Читать «Избранные (Повести и рассказы)» онлайн - страница 308
Валерий Георгиевич Попов
Мотя, почувствовав во мне комок беспокойства, перешел на холодновато-поучительный тон, дабы поставить меня с моими мучениями на нужное место.
— Как-то до современной литературы руки не доходят... но слышал о вас исключительно доброе!
На фоне прошлой стадии отношений: «с давних пор являясь», это уже явное предупреждение о бестактном поведении, следующий этап будет: «Не смею вас больше задерживать! »
На хрена мне сразу — быка за рога?
— Немного белого безмолвия? — предложил Мотя.
Так он, оказывается, называл мороженое.
Фисташковое, словно не растаявшее еще с тех времен!
— Занимаюсь сейчас исключительно Пендерецким! — наконец за мороженым Мотя решил пролить некоторый свет на свою деятельность. Несчастные остальные — кем Мотя решительно не занимается! Хотел спросить — кто такой Пендерецкий, но не спросил, боясь позора. Пендерецкий (однофамилец?)! Как звучит!
Меня, по-прежнему, более интересовало другое: каким образом Пендерецкий, если он существует, поддерживает эту Мотину роскошь? И второй, еще более дерзкий вопрос: пребывает ли в такой роскоши Пендерецкий сам?
— Всегда при мистрале немного болит голова! — Мотя тонкими пальцами потер свою голову великолепной лепки.
— Скажите... а портрет Пендерецкого есть? — пробормотал я.
— Достойных его портретов, увы, не существует! — с пафосом воскликнул Мотя и добавил: — К сожалению, после нашествия женщин, пользующихся крайней моей мягкостью, здесь не осталось практически ничего!

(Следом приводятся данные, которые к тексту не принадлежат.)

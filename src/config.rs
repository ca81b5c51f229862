//! Configuration handling for emag-audit

use crate::context::ProbeOptions;
use crate::results::Impact;
use crate::rules::{Mode, RulePatch};
use serde::{Deserialize, Serialize};
use std::collections::HashMap;
use std::fs;
use std::path::{Path, PathBuf};
use std::time::Duration;
use thiserror::Error;

#[derive(Error, Debug)]
pub enum ConfigError {
    #[error("Failed to read config file: {0}")]
    ReadFile(#[from] std::io::Error),
    #[error("Failed to parse JSON config: {0}")]
    ParseJson(#[from] serde_json::Error),
    #[error("Failed to parse YAML config: {0}")]
    ParseYaml(#[from] serde_yaml::Error),
    #[error("Invalid value in config: {0}")]
    InvalidValue(String),
}

/// Language of the failure summaries
#[derive(Debug, Clone, Copy, PartialEq, Eq, Default)]
pub enum Locale {
    #[default]
    PtBr,
    En,
}

impl Locale {
    pub fn parse(s: &str) -> Result<Self, ConfigError> {
        match s.to_lowercase().replace('_', "-").as_str() {
            "pt-br" | "pt" => Ok(Locale::PtBr),
            "en" | "en-us" => Ok(Locale::En),
            other => Err(ConfigError::InvalidValue(format!("locale: {other}"))),
        }
    }

    /// Summary header for a failed any-group
    pub fn fix_any(&self) -> &'static str {
        match self {
            Locale::PtBr => "Corrija qualquer um dos seguintes:",
            Locale::En => "Fix any of the following:",
        }
    }

    /// Summary header for failed all/none checks
    pub fn fix_all(&self) -> &'static str {
        match self {
            Locale::PtBr => "Corrija todos os seguintes:",
            Locale::En => "Fix all of the following:",
        }
    }
}

/// Runtime audit configuration
#[derive(Debug, Clone)]
pub struct AuditConfig {
    /// Default rule set when the caller does not pick one
    pub mode: Mode,
    /// Only run these rules (if Some)
    pub enabled_rules: Option<Vec<String>>,
    /// Rules to skip entirely
    pub disabled_rules: Vec<String>,
    /// Per-rule partial overrides (extra tags, impact, enablement)
    pub rule_patches: HashMap<String, RulePatch>,
    /// Whether the link-reachability rule runs
    pub probe_links: bool,
    /// Probe pool settings; `base_url` doubles as the audited page URL
    pub probe: ProbeOptions,
    pub locale: Locale,
    /// Engine name override in reports
    pub branding: Option<String>,
}

impl Default for AuditConfig {
    fn default() -> Self {
        Self {
            mode: Mode::Both,
            enabled_rules: None,
            disabled_rules: Vec::new(),
            rule_patches: HashMap::new(),
            probe_links: true,
            probe: ProbeOptions::default(),
            locale: Locale::default(),
            branding: None,
        }
    }
}

/// CLI options to merge into config
#[derive(Debug, Default)]
pub struct CliOptions {
    pub mode: Option<Mode>,
    /// Rules to run exclusively (replaces config if set)
    pub enabled_rules: Option<Vec<String>>,
    pub disabled_rules: Vec<String>,
    pub no_probe: bool,
    pub base_url: Option<String>,
}

/// Configuration file format (.emagauditrc.json or .emagauditrc.yaml)
#[derive(Debug, Clone, Deserialize, Serialize, Default)]
#[serde(rename_all = "camelCase")]
pub struct ConfigFile {
    /// Default run mode: "emag", "wcag" or "both"
    #[serde(default)]
    pub mode: Option<String>,

    /// Rules to enable (if specified, only these run)
    #[serde(default)]
    pub select: Vec<String>,

    /// Rules to disable
    #[serde(default)]
    pub ignore: Vec<String>,

    /// Per-rule partial overrides: {"css-inline": {"impact": "moderate"}}
    #[serde(default)]
    pub rules: HashMap<String, RulePatchFile>,

    /// Probe links for reachability (default true)
    #[serde(default)]
    pub probe_links: Option<bool>,

    #[serde(default)]
    pub probe_timeout_secs: Option<u64>,

    #[serde(default)]
    pub probe_concurrency: Option<usize>,

    /// "pt-BR" (default) or "en"
    #[serde(default)]
    pub locale: Option<String>,

    #[serde(default)]
    pub branding: Option<String>,
}

/// Partial rule override as written in a config file
#[derive(Debug, Clone, Deserialize, Serialize, Default)]
pub struct RulePatchFile {
    #[serde(default)]
    pub enabled: Option<bool>,
    #[serde(default)]
    pub impact: Option<String>,
    #[serde(default)]
    pub tags: Vec<String>,
}

impl AuditConfig {
    /// Load configuration from a file
    pub fn from_file(path: &Path) -> Result<Self, ConfigError> {
        let content = fs::read_to_string(path)?;
        let file: ConfigFile = if path.extension().is_some_and(|e| e == "yaml" || e == "yml") {
            serde_yaml::from_str(&content)?
        } else {
            serde_json::from_str(&content)?
        };
        Self::from_config_file(file)
    }

    /// Try to find and load config from standard locations, walking up
    /// from `start_dir`
    pub fn find_and_load(start_dir: &Path) -> Result<Option<(PathBuf, Self)>, ConfigError> {
        let config_names = [
            ".emagauditrc.json",
            ".emagauditrc.yaml",
            ".emagauditrc.yml",
            ".emagauditrc",
            "emag-audit.json",
            "emag-audit.yaml",
        ];

        let mut current = start_dir.to_path_buf();
        loop {
            for name in &config_names {
                let config_path = current.join(name);
                if config_path.exists() {
                    let config = Self::from_file(&config_path)?;
                    return Ok(Some((config_path, config)));
                }
            }
            if !current.pop() {
                break;
            }
        }

        Ok(None)
    }

    /// Build config from a parsed ConfigFile
    pub fn from_config_file(file: ConfigFile) -> Result<Self, ConfigError> {
        let mut config = Self::default();

        if let Some(ref mode) = file.mode {
            config.mode = mode
                .parse()
                .map_err(|e: String| ConfigError::InvalidValue(e))?;
        }
        if !file.select.is_empty() {
            config.enabled_rules = Some(file.select);
        }
        config.disabled_rules = file.ignore;

        for (id, patch) in file.rules {
            let impact = match patch.impact {
                Some(ref s) => Some(
                    s.parse::<Impact>()
                        .map_err(ConfigError::InvalidValue)?,
                ),
                None => None,
            };
            config.rule_patches.insert(
                id,
                RulePatch {
                    enabled: patch.enabled,
                    impact,
                    tags: patch.tags,
                    ..Default::default()
                },
            );
        }

        if let Some(probe) = file.probe_links {
            config.probe_links = probe;
        }
        if let Some(secs) = file.probe_timeout_secs {
            config.probe.timeout = Duration::from_secs(secs);
        }
        if let Some(concurrency) = file.probe_concurrency {
            config.probe.concurrency = concurrency;
        }
        if let Some(ref locale) = file.locale {
            config.locale = Locale::parse(locale)?;
        }
        config.branding = file.branding;

        Ok(config)
    }

    /// Merge CLI options over whatever the config file set
    pub fn merge_cli(&mut self, cli: CliOptions) {
        if let Some(mode) = cli.mode {
            self.mode = mode;
        }
        if cli.enabled_rules.is_some() {
            self.enabled_rules = cli.enabled_rules;
        }
        self.disabled_rules.extend(cli.disabled_rules);
        if cli.no_probe {
            self.probe_links = false;
        }
        if cli.base_url.is_some() {
            self.probe.base_url = cli.base_url;
        }
    }
}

Я хотел переспросить: «крайней мягкостью» или крайней мякотью», но решил не уточнять.
Рявкнул звонок.
— По музыке узнаю, кто это! — устало улыбнулся Мотя. — Это всего лишь моя б. жена.
— В каком смысле? — Я растерялся.
— Моя бывшая жена, — грустно расшифровал он, видимо, известную тут шутку. — Секунду!
Он вышел в прихожую. Я «поднял» уши.
— Что тебе нужно?
— Фен, — ответил хриплый женский голос. То у них мистраль, то фен — красиво живут.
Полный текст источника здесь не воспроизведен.